Due diligence is far more than a formality prior to a merger or acquisition. It is the process that determines whether a transaction makes strategic, financial and legal sense. Conducting it properly can mean the difference between a successful investment and a costly mistake.
The critical phases of the process
A comprehensive due diligence process is structured in several clearly differentiated phases. The first is the planning phase, where the scope, objectives and responsible team are defined. It is essential to establish from the outset which areas will be analyzed: financial, tax, legal, employment, environmental and operational.
The second phase involves information gathering and analysis. Here, audited financial statements covering the last three to five years, key contracts, pending litigation, tax status and regulatory compliance are reviewed. The quality of this phase depends largely on the seller’s cooperation and the advisory team’s ability to identify hidden risks. A well-structured virtual data room, organized by subject area with version control, can significantly accelerate timelines and reduce the risk of omissions.
The third phase consists of preparing the due diligence report, where each area documents its findings, quantifies identified risks and formulates specific recommendations for the negotiation process. This report forms the basis for price adjustments, warranty clauses and conditions precedent in the sale and purchase agreement.
Critical areas of analysis
Financial and tax due diligence
The financial review must go beyond reading annual accounts. It is essential to analyze earnings quality (adjusting EBITDA for extraordinary or management items), working capital evolution, net financial debt and future commitments such as operating leases, capital expenditure obligations or off-balance sheet contingencies.
In the tax area, the analysis must cover the last four years (the general tax limitation period in Spain is four years under Article 66 of the General Tax Law), including Corporate Income Tax, VAT, income tax withholdings and the status of deferrals or disputes with the AEAT. Tax contingencies identified are usually addressed through specific warranty clauses or price retentions pending their resolution.
Legal and contractual due diligence
The legal review should encompass the complete corporate structure, existing shareholder agreements, contracts with strategic clients and suppliers, intellectual and industrial property, and pending or latent litigation. Change of control clauses in financing agreements or with key clients can materially affect the value of the transaction if not identified in time.
Intellectual property deserves particular attention in technology companies or those with significant brands. Verifying that the company has full ownership of key intangible assets — internally developed software, registered trademarks, patents — and that there are no third-party licenses with restrictive conditions is a critical part of the analysis.
Common mistakes and how to avoid them
One of the most common mistakes is underestimating the importance of employment analysis. Contingencies arising from collective bargaining agreements, pension plans or pending labor disputes can represent significant liabilities that completely alter the valuation of the transaction. The subrogation of employment contracts in an asset acquisition or the assumption of Social Security debts are aspects that must be quantified with precision.
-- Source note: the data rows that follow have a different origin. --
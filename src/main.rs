use std::sync::Arc;
use supplyflow::{init_logging, FlowOptimizer, HaversineEstimator, NetworkSnapshot};
use tracing::{error, info};

#[tokio::main]
async fn main() -> Result<(), Box<dyn std::error::Error>> {
    init_logging();

    // Snapshot file from the first argument, the sample network otherwise
    let snapshot = match std::env::args().nth(1) {
        Some(path) => {
            info!(%path, "loading network snapshot");
            NetworkSnapshot::from_path(&path)?
        }
        None => {
            info!("no snapshot given, using the sample network");
            NetworkSnapshot::sample()
        }
    };

    let config = snapshot.config.clone().unwrap_or_default();
    let estimator = Arc::new(HaversineEstimator::default());
    let optimizer = FlowOptimizer::from_config(config, estimator)?;
    info!(
        backend = %optimizer.config().backend,
        weighting = ?optimizer.config().weighting,
        "optimizer ready"
    );

    match optimizer.optimize(&snapshot).await {
        Ok(plan) => {
            print!("{}", plan);
            Ok(())
        }
        Err(err) => {
            error!(error = %err, "optimization failed");
            if let Some(status) = err.status() {
                println!("Status: {}", status);
            }
            Err(err.into())
        }
    }
}
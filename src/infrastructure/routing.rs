// Routing collaborators that need no network access

use crate::domain::{
    errors::RoutingError,
    routing::{RouteQuery, TravelTimeEstimator},
};
use async_trait::async_trait;
use std::collections::HashMap;

/// Travel time from great-circle distance
///
/// `detour_factor` stretches the straight line towards road distance.
#[derive(Debug, Clone, Copy)]
pub struct HaversineEstimator {
    speed_kmh: f64,
    detour_factor: f64,
}

impl HaversineEstimator {
    pub fn new(speed_kmh: f64, detour_factor: f64) -> Self {
        Self {
            speed_kmh,
            detour_factor,
        }
    }
}

impl Default for HaversineEstimator {
    fn default() -> Self {
        Self::new(60.0, 1.3)
    }
}

#[async_trait]
impl TravelTimeEstimator for HaversineEstimator {
    async fn travel_time(&self, query: &RouteQuery) -> Result<f64, RoutingError> {
        if !(self.speed_kmh.is_finite() && self.speed_kmh > 0.0) {
            return Err(RoutingError::MalformedResponse(format!(
                "speed {} km/h",
                self.speed_kmh
            )));
        }
        let km = query.origin.haversine_km(&query.destination) * self.detour_factor;
        Ok(km / self.speed_kmh * 60.0)
    }

    fn name(&self) -> &str {
        "haversine"
    }
}

/// Fixed travel times keyed by (origin id, destination id)
#[derive(Debug, Clone, Default)]
pub struct FixedTravelTimes {
    minutes: HashMap<(String, String), f64>,
}

impl FixedTravelTimes {
    pub fn new() -> Self {
        Self::default()
    }

    pub fn with(
        mut self,
        origin: impl Into<String>,
        destination: impl Into<String>,
        minutes: f64,
    ) -> Self {
        self.minutes.insert((origin.into(), destination.into()), minutes);
        self
    }
}

#[async_trait]
impl TravelTimeEstimator for FixedTravelTimes {
    async fn travel_time(&self, query: &RouteQuery) -> Result<f64, RoutingError> {
        self.minutes
            .get(&(query.origin_id.clone(), query.destination_id.clone()))
            .copied()
            .ok_or(RoutingError::NotFound)
    }

    fn name(&self) -> &str {
        "fixed"
    }
}

#[cfg(test)]
mod tests {
    use super::*;
    use crate::domain::network::Position;

    fn query(origin: Position, destination: Position) -> RouteQuery {
        RouteQuery {
            origin_id: "A".into(),
            destination_id: "B".into(),
            origin,
            destination,
        }
    }

    #[tokio::test]
    async fn haversine_converts_distance_to_minutes() {
        // one degree of longitude on the equator is about 111.2 km
        let estimator = HaversineEstimator::new(60.0, 1.0);
        let minutes = estimator
            .travel_time(&query(Position::new(0.0, 0.0), Position::new(0.0, 1.0)))
            .await
            .unwrap();
        assert!((minutes - 111.2).abs() < 0.5, "got {minutes}");

        let same = estimator
            .travel_time(&query(Position::new(5.0, 5.0), Position::new(5.0, 5.0)))
            .await
            .unwrap();
        assert_eq!(same, 0.0);
    }

    #[tokio::test]
    async fn fixed_times_fail_for_unknown_pairs() {
        let estimator = FixedTravelTimes::new().with("A", "B", 0.0);
        let origin = Position::new(0.0, 0.0);
        assert_eq!(estimator.travel_time(&query(origin, origin)).await, Ok(0.0));

        let mut reversed = query(origin, origin);
        std::mem::swap(&mut reversed.origin_id, &mut reversed.destination_id);
        assert_eq!(
            estimator.travel_time(&reversed).await,
            Err(RoutingError::NotFound)
        );
    }
}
Another frequent error is not paying sufficient attention to contracts with strategic clients and suppliers. Change of control clauses, renewal conditions and warranties granted can have a material impact on the post-acquisition viability of the business. In regulated sectors — energy, telecommunications, financial services — the transferability of administrative licenses is a prerequisite that must be verified before signing any binding agreement.
A third common mistake is approaching due diligence with an insufficient team or excessively tight timelines. A rushed process increases the risk of missing contingencies that could have been negotiated into the price or warranty clauses. Transactions that have omitted critical areas of review have resulted in post-closing litigation whose cost far exceeds what a more rigorous process would have entailed.
Structuring the advisory team
A complex due diligence requires a coordinated multidisciplinary team. The buyer typically designates a financial advisor to coordinate the process and a specific legal team for the legal review. In cross-border transactions, local advisors are engaged in each relevant jurisdiction.
The role of the single coordinator — a senior member of the advisory team with a global view of the transaction — is essential to prevent different workstreams from operating in silos and to ensure that findings are coherently integrated into the final report and negotiations.
Best practices
From our experience in over two hundred transactions, we recommend establishing a well-organized virtual data room from day one, appointing a single coordinator to centralize communications and using standardized checklists adapted to the specific sector of the target company. Setting realistic timelines for each phase — typically four to eight weeks for a mid-sized due diligence — and maintaining fluid communication with the seller to resolve questions without delay are factors that make a material difference to the quality of the process.
Due diligence should not be viewed as a cost but as an investment in security. A rigorous process allows you to negotiate better terms, structure adequate warranties and, sometimes, make the most valuable decision of all: not proceeding with the transaction. Identifying a hidden liability or an unquantified critical dependency early enough can save millions and avoid years of post-closing litigation.